Convocação da seleção brasileira nunca vai ser unanimidade, ainda mais quando há um certo nivelamento em diferentes posições. Entre os nomes ausentes na última lista elaborada por Tite, talvez quem mais merecesse uma chance fosse Gérson. O meio-campista vem em ótima fase pelo Flamengo desde 2019 e recebeu elogios do treinador em outros momentos. No entanto, em uma disputa com Bruno Guimarães e Arthur, na qual um vem em ascensão e outro é aposta constante, a ausência do rubro-negro não é nenhum absurdo. Discutível, mas compreensível.

O que incomoda mais é ver a Seleção como um ambiente de jogadores submetidos a interesses e dirigentes com pretensas posturas inquestionáveis. E, neste sentido, a ausência de Gérson chama um pouco mais de atenção. O meio-campista era um dos nomes cortejados pela CBF para o Pré-Olímpico em janeiro. Após uma temporada extenuante com o Flamengo, o jovem pediu dispensa para descansar nas férias e se recuperar fisicamente de maneira completa ao novo ano. Tal opção não foi bem recebida internamente.

Em fevereiro, o coordenador Juninho Paulista indicou que a preferência de Gérson por algumas semanas a mais de repouso poderiam pesar contra convocações futuras. Afirmou que “tudo era levado em consideração”, não apenas o aspecto técnico, mas também o “comprometimento, a disponibilidade e o foco”. A declaração sugeria a legítima vontade de Gérson como um ato de indisciplina, como se o meio-campista não estivesse comprometido o suficiente para defender a Seleção. Quando, na verdade, parecia escolher o mais lógico à própria preservação de suas condições e ao seu momento técnico.

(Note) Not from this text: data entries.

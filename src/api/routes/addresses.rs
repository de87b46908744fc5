use std::collections::HashMap;

use axum::{
    body::Bytes,
    extract::{Path, Query, State},
    http::{header, StatusCode},
    response::{IntoResponse, Response},
    Extension, Json,
};
use serde_json::json;
use tracing::{info, warn};

use crate::address::{self, parse_filter_query};
use crate::api::context::ensure_enabled;
use crate::api::models::{
    AddressIdsRequest, AddressResponse, CountResponse, IgnoreAddressesRequest, PutAddressResponse, StatusResponse,
};
use crate::api::AppState;
use crate::errors::ConsoleError;
use crate::models::{ScanGroupAddressFilter, UserContext};
use crate::scangroup::now_nanos;

fn parse_group_id(raw: &str) -> Result<i32, ConsoleError> {
    raw.parse()
        .map_err(|_| ConsoleError::InvalidParameter("invalid scangroup id supplied".into()))
}

fn parse_json<T: serde::de::DeserializeOwned>(body: &Bytes) -> Result<T, ConsoleError> {
    serde_json::from_slice(body).map_err(|e| {
        warn!(error = %e, "Failed to parse request body");
        ConsoleError::BadRequest("error reading request".into())
    })
}

pub async fn get_addresses(
    State(state): State<AppState>,
    Extension(ctx): Extension<UserContext>,
    Path(id): Path<String>,
    Query(query): Query<HashMap<String, String>>,
) -> Result<Json<AddressResponse>, ConsoleError> {
    let group_id = parse_group_id(&id)?;
    let filter = parse_filter_query(&query, ctx.org_id, group_id)?;

    let addrs = state.addresses.get(&ctx, &filter).await?.for_org(&ctx)?;
    if let Some(bad) = addrs.iter().find(|a| a.org_id != ctx.org_id) {
        return Err(ConsoleError::OrgMismatch { expected: ctx.org_id, actual: bad.org_id });
    }

    let last_index = addrs.iter().map(|a| a.address_id).max().unwrap_or_default();
    Ok(Json(AddressResponse { status: "ok", last_index, addresses: addrs }))
}

pub async fn get_host_list(
    State(state): State<AppState>,
    Extension(ctx): Extension<UserContext>,
    Path(id): Path<String>,
    Query(query): Query<HashMap<String, String>>,
) -> Result<Json<serde_json::Value>, ConsoleError> {
    let group_id = parse_group_id(&id)?;
    let filter = parse_filter_query(&query, ctx.org_id, group_id)?;

    let hosts = state.addresses.get_host_list(&ctx, &filter).await?.for_org(&ctx)?;
    Ok(Json(json!({"status": "ok", "hosts": hosts})))
}

pub async fn put_initial_addresses(
    State(state): State<AppState>,
    Extension(ctx): Extension<UserContext>,
    Path(id): Path<String>,
    body: Bytes,
) -> Result<Response, ConsoleError> {
    ensure_enabled(&ctx)?;
    let group_id = parse_group_id(&id)?;

    let input = String::from_utf8_lossy(&body);
    let (entries, errors) = address::parse_list(&input, state.limits.max_input_addresses);
    if !errors.is_empty() {
        warn!(group_id, errors = errors.len(), "Rejected address list");
        let resp = PutAddressResponse { status: "NG", errors, count: 0 };
        return Ok((StatusCode::BAD_REQUEST, Json(resp)).into_response());
    }

    let addrs = address::make_addrs(&entries, ctx.org_id, group_id, now_nanos());
    let count = state.addresses.update(&ctx, addrs).await?.for_org(&ctx)?;

    info!(group_id, count, "Stored initial addresses");
    Ok(Json(PutAddressResponse { status: "OK", errors: Vec::new(), count }).into_response())
}

pub async fn get_group_count(
    State(state): State<AppState>,
    Extension(ctx): Extension<UserContext>,
    Path(id): Path<String>,
) -> Result<Json<CountResponse>, ConsoleError> {
    let group_id = parse_group_id(&id)?;
    let count = state.addresses.count(&ctx, group_id).await?.for_org(&ctx)?;
    Ok(Json(CountResponse { status: "OK", count }))
}

pub async fn export_addresses(
    State(state): State<AppState>,
    Extension(ctx): Extension<UserContext>,
    Path(id): Path<String>,
) -> Result<Response, ConsoleError> {
    let group_id = parse_group_id(&id)?;
    let filter = ScanGroupAddressFilter { org_id: ctx.org_id, group_id, ..Default::default() };

    let addrs = state.addresses.get(&ctx, &filter).await?.for_org(&ctx)?;
    let data = serde_json::to_vec(&addrs)?;
    let disposition = format!("attachment; filename=\"addresses_{}.json\"", group_id);

    Ok((
        [
            (header::CONTENT_TYPE, "application/json".to_string()),
            (header::CONTENT_DISPOSITION, disposition),
        ],
        data,
    )
        .into_response())
}

pub async fn delete_addresses(
    State(state): State<AppState>,
    Extension(ctx): Extension<UserContext>,
    Path(id): Path<String>,
    body: Bytes,
) -> Result<Json<StatusResponse>, ConsoleError> {
    ensure_enabled(&ctx)?;
    let group_id = parse_group_id(&id)?;
    let request: AddressIdsRequest = parse_json(&body)?;

    state.addresses.delete(&ctx, group_id, &request.address_ids).await?.for_org(&ctx)?;
    info!(group_id, count = request.address_ids.len(), "Deleted addresses");
    Ok(Json(StatusResponse::ok("OK")))
}

pub async fn ignore_addresses(
    State(state): State<AppState>,
    Extension(ctx): Extension<UserContext>,
    Path(id): Path<String>,
    body: Bytes,
) -> Result<Json<StatusResponse>, ConsoleError> {
    ensure_enabled(&ctx)?;
    let group_id = parse_group_id(&id)?;
    let request: IgnoreAddressesRequest = parse_json(&body)?;

    state
        .addresses
        .ignore(&ctx, group_id, &request.address_ids, request.ignore_value)
        .await?
        .for_org(&ctx)?;
    info!(group_id, ignore = request.ignore_value, "Updated ignored addresses");
    Ok(Json(StatusResponse::ok("OK")))
}
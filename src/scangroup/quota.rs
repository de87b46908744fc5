use crate::errors::ConsoleError;
use crate::models::Subscription;

/// Maximum number of scan groups a tier may hold, if it is limited at all.
pub fn group_limit(tier: Subscription) -> Option<usize> {
    match tier {
        Subscription::MonthlySmall => Some(1),
        Subscription::MonthlyMedium => Some(3),
        _ => None,
    }
}

/// Decide whether an org on `tier` holding `existing` groups may create one more.
///
/// The count is supplied by the caller and may already be stale; this is a
/// best-effort check, not an atomic reservation.
pub fn check_quota(tier: Subscription, existing: usize) -> Result<(), ConsoleError> {
    match tier {
        Subscription::MonthlySmall if existing != 0 => Err(ConsoleError::QuotaExceeded(
            "this pricing plan only allows one scan group".into(),
        )),
        Subscription::MonthlyMedium if existing >= 3 => Err(ConsoleError::QuotaExceeded(
            "this pricing plan only allows three scan groups".into(),
        )),
        _ => Ok(()),
    }
}

pub fn check_delete(tier: Subscription) -> Result<(), ConsoleError> {
    if tier == Subscription::MonthlySmall {
        return Err(ConsoleError::QuotaExceeded(
            "this pricing plan does not allow for deleting scan groups".into(),
        ));
    }
    Ok(())
}

#[cfg(test)]
mod tests {
    use super::*;

    #[test]
    fn test_small_tier_boundary() {
        assert!(check_quota(Subscription::MonthlySmall, 0).is_ok());
        let err = check_quota(Subscription::MonthlySmall, 1).unwrap_err();
        assert_eq!(err.to_string(), "this pricing plan only allows one scan group");
    }

    #[test]
    fn test_medium_tier_boundary() {
        assert!(check_quota(Subscription::MonthlyMedium, 2).is_ok());
        let err = check_quota(Subscription::MonthlyMedium, 3).unwrap_err();
        assert_eq!(err.to_string(), "this pricing plan only allows three scan groups");
    }

    #[test]
    fn test_other_tiers_unlimited() {
        assert!(check_quota(Subscription::Enterprise, 500).is_ok());
        assert!(check_quota(Subscription::Other(42), 500).is_ok());
        assert_eq!(group_limit(Subscription::Enterprise), None);
    }

    #[test]
    fn test_small_tier_cannot_delete() {
        assert!(matches!(check_delete(Subscription::MonthlySmall), Err(ConsoleError::QuotaExceeded(_))));
        assert!(check_delete(Subscription::MonthlyMedium).is_ok());
    }
}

Nesta sexta-feira, Gérson não apareceu na convocação da seleção principal e muito menos da seleção olímpica. Gera estranheza, considerando as declarações positivas de Tite anteriormente e ainda mais as negativas de Juninho. Ao menos no sub-23, que vem servindo de “estágio” ao nível principal, o volante parecia merecer a observação. Em uma pergunta sobre Gérson direcionada a Tite na coletiva desta sexta, Juninho tomou a palavra e desconversou. O coordenador até falou que “não se referia a Gérson” em suas afirmações de fevereiro. Enquanto isso, Tite apontou que as convocações são “absolutamente técnicas”. Segue aberta a margem para que se imagine a razão da ausência, quando ninguém assume uma postura clara.

Juninho, no fim das contas, aumenta os questionamentos sobre o que faz na CBF. De alguém que chegou credenciado como uma “nova cabeça”, até por seu trabalho com o Ituano, o coordenador apresenta velhas práticas e relações escusas. Mesmo com o claro conflito de interesses, ele manteve sua posição no clube quando chegou à confederação e só abandonou o cargo quando foi denunciado pelo jornalista Lúcio de Castro. Ainda assim, quando confrontado sobre o tema pelo jornalista Rodrigo Mattos nesta sexta, manteve um discurso de que não havia nada de errado além da hipótese e que “sua idoneidade” era garantia suficiente.

Entre conflitos de interesses que são tratados como “acaso” e a falta de proteção aos próprios jogadores, a ordem de prioridades de Juninho anda bem problemática. E a maneira como a CBF vem conduzindo a seleção olímpica como uma escalada à principal, quando o nível sub-23 oferece um desafio mínimo a muitos desses futebolistas, também indica um mecanismo mais preocupado em garantir uma prova de serviços prestados do que necessariamente voltado a talhar os atletas. Que as convocações sempre gerem suas discussões, é bem mais incômodo sentir esse cheiro de naftalina das velhas trocas de favores e submissões. Jogadores que, de fato, têm futuro acabam sujeitos a uma estrutura para justificar a posição de dirigentes.